Reversible actions — reading data, running analysis, generating draft reports, modifying code in a branch — are safe for higher autonomy. If the system gets it wrong, you fix it. No permanent damage.
Irreversible actions — sending an alert to field teams, deploying to production, deleting data, notifying stakeholders — need lower autonomy. Once an alert goes out, you can't un-alert the field team. Once a wrong danger assessment reaches an operations manager's dashboard during a storm cycle, the consequences are real.
The reversibility principle maps cleanly to your system:
| Component | Reversible? | Slider Position | Rationale |
|---|---|---|---|
| Data ingestion | Yes — re-fetch if wrong | Monitor | Bad data is caught by analysis or evals |
| Analysis engine | Yes — re-run with corrections | Monitor/Approver | Wrong assessments are caught by evals before they leave the system |
| Alert: "Extreme" danger | Partially — field teams are notified | Approver or Collaborator | High-stakes, real-world consequences; human reviews before dispatch |
| Alert: "Low" danger | Yes — low consequence if wrong | Monitor | Low risk; auto-send with logging |
| Dashboard update | Yes — refresh corrects it | Observer | Self-correcting on next data cycle |
| Analysis model change | No — affects all future outputs | Approver | Changing how the system thinks requires human judgment |
| Golden dataset update | No — changes the standard of truth | Collaborator | The answer key itself should never be modified autonomously |
Notice that different components of the same system sit at different positions. That's the point — the slider isn't one setting for the whole system. It's a per-component decision based on reversibility and consequence.
Human-in-the-Loop vs. Human-on-the-Loop¶
Two patterns for how humans relate to autonomous systems:
Human-in-the-loop: The human approves before execution. The system proposes; the human decides. This is the Approver position — safe, but it doesn't scale. If every alert requires human approval, you're back to being the bottleneck. And at high volume, approval becomes rubber-stamping — meaningless clicks that don't actually catch problems.
Human-on-the-loop: The system acts autonomously within defined constraints. The human monitors and intervenes only when something is anomalous. This is the Monitor position — scalable, but it requires trust.
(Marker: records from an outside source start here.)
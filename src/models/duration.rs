//! Working-time durations and their text forms.
//!
//! A [`Duration`] is a span of *working* minutes — calendar gaps such as
//! nights and weekends are excluded — plus an `estimated` marker rendered
//! as a trailing `?`. Unit conversions use the standard accounting of
//! 8 working hours per day and 5 working days per week.
//!
//! Task durations display in days (`"10 days"`), work amounts in hours
//! (`"40 hrs"`); both parse all unit aliases regardless of display unit.

use std::fmt;
use std::ops::{Add, Neg, Sub};
use std::str::FromStr;

use chrono::TimeDelta;
use serde::{Deserialize, Serialize};

use crate::error::{Result, SchedError};

/// Working minutes in one hour.
pub const MINUTES_PER_HOUR: i64 = 60;
/// Working minutes in one day (8-hour working day).
pub const MINUTES_PER_DAY: i64 = 8 * MINUTES_PER_HOUR;
/// Working minutes in one week (5-day working week).
pub const MINUTES_PER_WEEK: i64 = 5 * MINUTES_PER_DAY;

// ================================
// Duration
// ================================

/// A span of working time in whole minutes.
///
/// # Examples
///
/// ```
/// use cpm_core::models::Duration;
///
/// let d = Duration::days(10);
/// assert_eq!(d.as_minutes(), 4800);
/// assert_eq!(d.format_days(), "10 days");
///
/// let w: Duration = "16h".parse().unwrap();
/// assert_eq!(w, Duration::hours(16));
/// ```
#[derive(
    Debug, Clone, Copy, Default, PartialEq, Eq, PartialOrd, Ord, Hash, Serialize, Deserialize,
)]
pub struct Duration {
    minutes: i64,
    estimated: bool,
}

impl Duration {
    /// A zero-length span.
    pub const fn zero() -> Self {
        Self {
            minutes: 0,
            estimated: false,
        }
    }

    /// Creates a span of whole working minutes.
    pub const fn from_minutes(minutes: i64) -> Self {
        Self {
            minutes,
            estimated: false,
        }
    }

    /// Creates a span of fractional minutes, rounded half away from zero.
    pub fn from_minutes_f64(minutes: f64) -> Self {
        Self::from_minutes(minutes.round() as i64)
    }

    /// Creates a span of working hours.
    pub const fn hours(hours: i64) -> Self {
        Self::from_minutes(hours * MINUTES_PER_HOUR)
    }

    /// Creates a span of working days (8 hours each).
    pub const fn days(days: i64) -> Self {
        Self::from_minutes(days * MINUTES_PER_DAY)
    }

    /// Creates a span of working weeks (5 days each).
    pub const fn weeks(weeks: i64) -> Self {
        Self::from_minutes(weeks * MINUTES_PER_WEEK)
    }

    /// Returns the same span with the estimated marker set or cleared.
    pub const fn with_estimated(self, estimated: bool) -> Self {
        Self { estimated, ..self }
    }

    /// Whole working minutes in the span.
    pub const fn as_minutes(&self) -> i64 {
        self.minutes
    }

    /// The span in fractional working hours.
    pub fn as_hours_f64(&self) -> f64 {
        self.minutes as f64 / MINUTES_PER_HOUR as f64
    }

    /// The span in fractional working days.
    pub fn as_days_f64(&self) -> f64 {
        self.minutes as f64 / MINUTES_PER_DAY as f64
    }

    pub const fn is_zero(&self) -> bool {
        self.minutes == 0
    }

    /// Whether the trailing `?` marker applies.
    pub const fn is_estimated(&self) -> bool {
        self.estimated
    }

    /// Scales the span by a factor, rounding half away from zero.
    pub fn scale(self, factor: f64) -> Self {
        Self {
            minutes: (self.minutes as f64 * factor).round() as i64,
            estimated: self.estimated,
        }
    }

    /// Converts to a calendar delta of the same number of minutes.
    pub fn to_delta(self) -> TimeDelta {
        TimeDelta::minutes(self.minutes)
    }

    /// Converts from a calendar delta, rounding seconds half away from zero.
    pub fn from_delta(delta: TimeDelta) -> Self {
        let secs = delta.num_seconds();
        let half = if secs >= 0 { 30 } else { -30 };
        Self::from_minutes((secs + half) / 60)
    }

    /// Renders in days: `"10 days"`, `"1.5 days"`, `"8 days?"`.
    pub fn format_days(&self) -> String {
        format_in_unit(self.minutes, self.estimated, DurationUnit::Days)
    }

    /// Renders in hours: `"40 hrs"`, `"1 hr"`, `"8 hrs?"`.
    pub fn format_hours(&self) -> String {
        format_in_unit(self.minutes, self.estimated, DurationUnit::Hours)
    }

    /// Parses duration text, using `default_unit` for a bare number.
    ///
    /// Accepted unit aliases (case-insensitive, optional space before the
    /// unit): `m`/`min`/`mins`/`minute`/`minutes`, `h`/`hr`/`hrs`/`hour`/
    /// `hours`, `d`/`day`/`days`, `w`/`wk`/`wks`/`week`/`weeks`. A
    /// trailing `?` marks the value estimated.
    pub fn parse(text: &str, default_unit: DurationUnit) -> Result<Self> {
        let trimmed = text.trim();
        let err = || SchedError::parse("duration", text);

        let (body, estimated) = match trimmed.strip_suffix('?') {
            Some(rest) => (rest.trim_end(), true),
            None => (trimmed, false),
        };
        if body.is_empty() {
            return Err(err());
        }

        let digits_end = body
            .find(|c: char| !c.is_ascii_digit() && c != '.' && c != '-' && c != '+')
            .unwrap_or(body.len());
        let (number, unit_text) = body.split_at(digits_end);
        let magnitude: f64 = number.trim().parse().map_err(|_| err())?;
        if !magnitude.is_finite() {
            return Err(err());
        }
        let unit = match unit_text.trim() {
            "" => default_unit,
            u => DurationUnit::from_alias(u).ok_or_else(err)?,
        };

        Ok(Self::from_minutes_f64(magnitude * unit.minutes() as f64).with_estimated(estimated))
    }
}

impl Add for Duration {
    type Output = Duration;

    fn add(self, rhs: Duration) -> Duration {
        Duration {
            minutes: self.minutes + rhs.minutes,
            estimated: self.estimated || rhs.estimated,
        }
    }
}

impl Sub for Duration {
    type Output = Duration;

    fn sub(self, rhs: Duration) -> Duration {
        Duration {
            minutes: self.minutes - rhs.minutes,
            estimated: self.estimated || rhs.estimated,
        }
    }
}

impl Neg for Duration {
    type Output = Duration;

    fn neg(self) -> Duration {
        Duration {
            minutes: -self.minutes,
            estimated: self.estimated,
        }
    }
}

impl FromStr for Duration {
    type Err = SchedError;

    fn from_str(s: &str) -> Result<Self> {
        Self::parse(s, DurationUnit::Days)
    }
}

// ================================
// Units
// ================================

/// Text units accepted by the duration parser.
#[derive(Debug, Clone, Copy, PartialEq, Eq, Serialize, Deserialize)]
pub enum DurationUnit {
    Minutes,
    Hours,
    Days,
    Weeks,
}

impl DurationUnit {
    /// Working minutes in one unit.
    pub const fn minutes(self) -> i64 {
        match self {
            DurationUnit::Minutes => 1,
            DurationUnit::Hours => MINUTES_PER_HOUR,
            DurationUnit::Days => MINUTES_PER_DAY,
            DurationUnit::Weeks => MINUTES_PER_WEEK,
        }
    }

    fn from_alias(alias: &str) -> Option<Self> {
        match alias.to_ascii_lowercase().as_str() {
            "m" | "min" | "mins" | "minute" | "minutes" => Some(DurationUnit::Minutes),
            "h" | "hr" | "hrs" | "hour" | "hours" => Some(DurationUnit::Hours),
            "d" | "day" | "days" => Some(DurationUnit::Days),
            "w" | "wk" | "wks" | "week" | "weeks" => Some(DurationUnit::Weeks),
            _ => None,
        }
    }

    /// Unit label, singular or plural to match the magnitude.
    fn label(self, singular: bool) -> &'static str {
        match (self, singular) {
            (DurationUnit::Minutes, true) => "min",
            (DurationUnit::Minutes, false) => "mins",
            (DurationUnit::Hours, true) => "hr",
            (DurationUnit::Hours, false) => "hrs",
            (DurationUnit::Days, true) => "day",
            (DurationUnit::Days, false) => "days",
            (DurationUnit::Weeks, true) => "wk",
            (DurationUnit::Weeks, false) => "wks",
        }
    }
}

fn format_in_unit(minutes: i64, estimated: bool, unit: DurationUnit) -> String {
    let magnitude = minutes as f64 / unit.minutes() as f64;
    let number = trim_decimals(magnitude);
    let label = unit.label(number == "1" || number == "-1");
    let marker = if estimated { "?" } else { "" };
    format!("{number} {label}{marker}")
}

/// Renders with up to two decimals, trailing zeros trimmed.
fn trim_decimals(value: f64) -> String {
    let mut s = format!("{value:.2}");
    while s.ends_with('0') {
        s.pop();
    }
    if s.ends_with('.') {
        s.pop();
    }
    s
}

impl fmt::Display for Duration {
    fn fmt(&self, f: &mut fmt::Formatter<'_>) -> fmt::Result {
        f.write_str(&self.format_days())
    }
}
That trust comes from the infrastructure you've built: evals that catch wrong answers, structured logging that shows what happened, quality gates that block deployment on regression.
The risk of human-on-the-loop is that "monitoring" degrades into "not watching." The risk of human-in-the-loop is that "approving" degrades into "rubber-stamping." Neither pattern is safe without the measurement infrastructure from Lift 2.
Team Activity: Map Your System¶
Format: Mob Session Time: ~3 minutes Setup: One person drives, everyone contributes.
On a whiteboard or in a shared doc, list every component of your system: data ingestion (UAC, NWS, SNOTEL), analysis engine, alert generator (by danger level), dashboard, golden dataset management, skill updates, deployment pipeline.
For each component, place it on the autonomy slider and state why: - What position? (Operator / Collaborator / Approver / Monitor / Observer) - What's the reversibility? (Fully reversible, partially, irreversible) - What's the consequence of a wrong output? - What infrastructure supports this position? (Evals, logging, quality gates)
Discuss: Did you agree on every position? Where did the team disagree? What does disagreement tell you about where the line should be?
Key Insight¶
The autonomy slider is a per-component design decision, not a system-wide setting. The reversibility principle determines where each component should sit: reversible actions with low consequences can run at higher autonomy; irreversible actions with real-world impact need human approval. The infrastructure from Lifts 2 and 3 — evals, structured logging, quality gates — is what makes the Monitor and Observer positions safe. Without that infrastructure, high autonomy is high risk. With it, you can deliberately choose where to trust the system and where to stay in the loop.